Margaret Atwood’s highly acclaimed body of work includes poetry, short fiction, novels, children’s books, nonfiction, and radio and television scripts. Her writing is widely recognized for addressing the human condition, feminist concerns, the dark side of human behavior, and political power.

Her more than 25 books have received critical recognition and best-seller status. Ann Marie Lipinski, writing in the Chicago Tribune described Atwood as “one of the leading literary luminaries, a national heroine of the arts, the rara avis of Canadian letters.” With the publication of The Edible Woman in 1970, her reputation as a novelist—the genre for which she is best known—was launched.

Among the many honors Atwood has received are the Canadian Governor General’s Award for her poetry collection Circle Game (1996) and the novelThe Handmaid’s Tale, The Canadian Authors’ Association Novel of the Year for The Robber Bride, the Canadian Booksellers Association Author of the Year Award in 1989 and France’s de Chevalier dans l’Ordre des Arts et des Lettres in 1994.

Atwood was awarded the 2001 Booker Prize for her novel The Blind Assassin.One of the most famous literary awards in the world, the Booker Prize honors the best novel of the year. The Blind Assassin, Atwood’s tenth novel, also was Time magazine’s Book of the Year.

Her 11th novel, Oryx and Crake (Doubleday) is a work of science fiction. In a world of bioengineering, cloning and tissue regeneration, she strikes an unambiguous warning note. Atwood depicts a near-future world that turns from the merely horrible to the horrific, from a fool’s paradise to a bio-wasteland. Readers may find their view of the world forever changed after reading it.
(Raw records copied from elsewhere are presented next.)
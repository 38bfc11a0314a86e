//! Profile identifiers and the visit event

use serde::{Deserialize, Serialize};
use std::fmt;
use std::str::FromStr;
use thiserror::Error;

use crate::session::Session;

#[derive(Debug, Clone, PartialEq, Eq, Error)]
pub enum ModelError {
    #[error("handle must not be empty")]
    EmptyHandle,
    #[error("unknown period '{0}', expected one of: day, week, month, all")]
    UnknownPeriod(String),
    #[error("invalid ISO-8601 date '{0}'")]
    InvalidDate(String),
}

/// Public identifier of a profile page (username-like)
#[derive(Debug, Clone, PartialEq, Eq, Hash, Serialize, Deserialize)]
#[serde(try_from = "String", into = "String")]
pub struct Handle(String);

impl Handle {
    pub fn parse(raw: impl Into<String>) -> Result<Self, ModelError> {
        let raw = raw.into();
        if raw.trim().is_empty() {
            return Err(ModelError::EmptyHandle);
        }
        Ok(Self(raw))
    }

    pub fn as_str(&self) -> &str {
        &self.0
    }
}

impl fmt::Display for Handle {
    fn fmt(&self, f: &mut fmt::Formatter<'_>) -> fmt::Result {
        f.write_str(&self.0)
    }
}

impl FromStr for Handle {
    type Err = ModelError;

    fn from_str(s: &str) -> Result<Self, Self::Err> {
        Self::parse(s)
    }
}

impl TryFrom<String> for Handle {
    type Error = ModelError;

    fn try_from(value: String) -> Result<Self, Self::Error> {
        Self::parse(value)
    }
}

impl From<Handle> for String {
    fn from(handle: Handle) -> Self {
        handle.0
    }
}

/// Aggregation window selected for the statistics view
#[derive(Debug, Clone, Copy, PartialEq, Eq, Hash, Default, Serialize, Deserialize)]
#[serde(rename_all = "lowercase")]
pub enum Period {
    Day,
    #[default]
    Week,
    Month,
    All,
}

impl Period {
    /// All periods in button order
    pub const ALL: [Period; 4] = [Period::Day, Period::Week, Period::Month, Period::All];

    /// Value sent as the `period` query parameter
    pub fn as_str(self) -> &'static str {
        match self {
            Period::Day => "day",
            Period::Week => "week",
            Period::Month => "month",
            Period::All => "all",
        }
    }

    /// Button label shown in the period selector
    pub fn label(self) -> &'static str {
        match self {
            Period::Day => "Día",
            Period::Week => "Semana",
            Period::Month => "Mes",
            Period::All => "Todo",
        }
    }
}

impl fmt::Display for Period {
    fn fmt(&self, f: &mut fmt::Formatter<'_>) -> fmt::Result {
        f.write_str(self.as_str())
    }
}

impl FromStr for Period {
    type Err = ModelError;

    /// Accepts wire names and button labels, case-insensitively
    fn from_str(s: &str) -> Result<Self, Self::Err> {
        let needle = s.trim().to_lowercase();
        Period::ALL
            .into_iter()
            .find(|p| p.as_str() == needle || p.label().to_lowercase() == needle)
            .ok_or_else(|| ModelError::UnknownPeriod(s.to_string()))
    }
}

/// Bearer token of an authenticated viewer
#[derive(Clone, PartialEq, Eq)]
pub struct Credential(String);

impl Credential {
    /// Returns `None` for blank tokens so they are never sent as `Bearer `
    pub fn new(token: impl Into<String>) -> Option<Self> {
        let token = token.into();
        if token.trim().is_empty() {
            None
        } else {
            Some(Self(token))
        }
    }

    pub fn bearer_value(&self) -> String {
        format!("Bearer {}", self.0)
    }

    pub fn token(&self) -> &str {
        &self.0
    }
}

impl fmt::Debug for Credential {
    fn fmt(&self, f: &mut fmt::Formatter<'_>) -> fmt::Result {
        f.write_str("Credential(<redacted>)")
    }
}

/// A single recorded page-view of a profile
#[derive(Debug, Clone)]
pub struct VisitEvent {
    /// Profile owner being visited
    pub handle: Handle,

    /// Referrer at fire time, `None` when unknown
    pub referrer: Option<String>,

    /// Viewer credential, when the viewer is signed in
    pub credential: Option<Credential>,
}

impl VisitEvent {
    pub fn new(handle: &Handle, session: &Session) -> Self {
        Self {
            handle: handle.clone(),
            referrer: session.referrer().map(str::to_string),
            credential: session.credential().cloned(),
        }
    }
}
“Oryx and Crake is Atwood at her best—dark, dry, scabrously witty, yet moving and studded with flashes of pure poetry. Her gloriously inventive brave new world is all the more chilling because of the mirror it holds up to our own. Citizens, be warned,” says Lisa Appignanesi for her review in The Independent.

Atwood was born in 1939 in Ottawa and grew up in northern Ontario, Quebec, and Toronto. She received her undergraduate degree from Victoria College at the University of Toronto and her master’s degree from Radcliffe College.

Margaret Atwood was interviewed at Kentucky Author Forum by science correspondent and award-winning journalist Ira Flatow, host of “Talk of the Nation: Science Friday” on NPR. Flatow’s show is a lively, informative discussion on science, technology, health, space and the environment. Flatow is a member of the National Association of Science Writers, and his honors include the AAAS Journalism Award, Elizabeth Wood Writing Award, and Carl Sagan Award.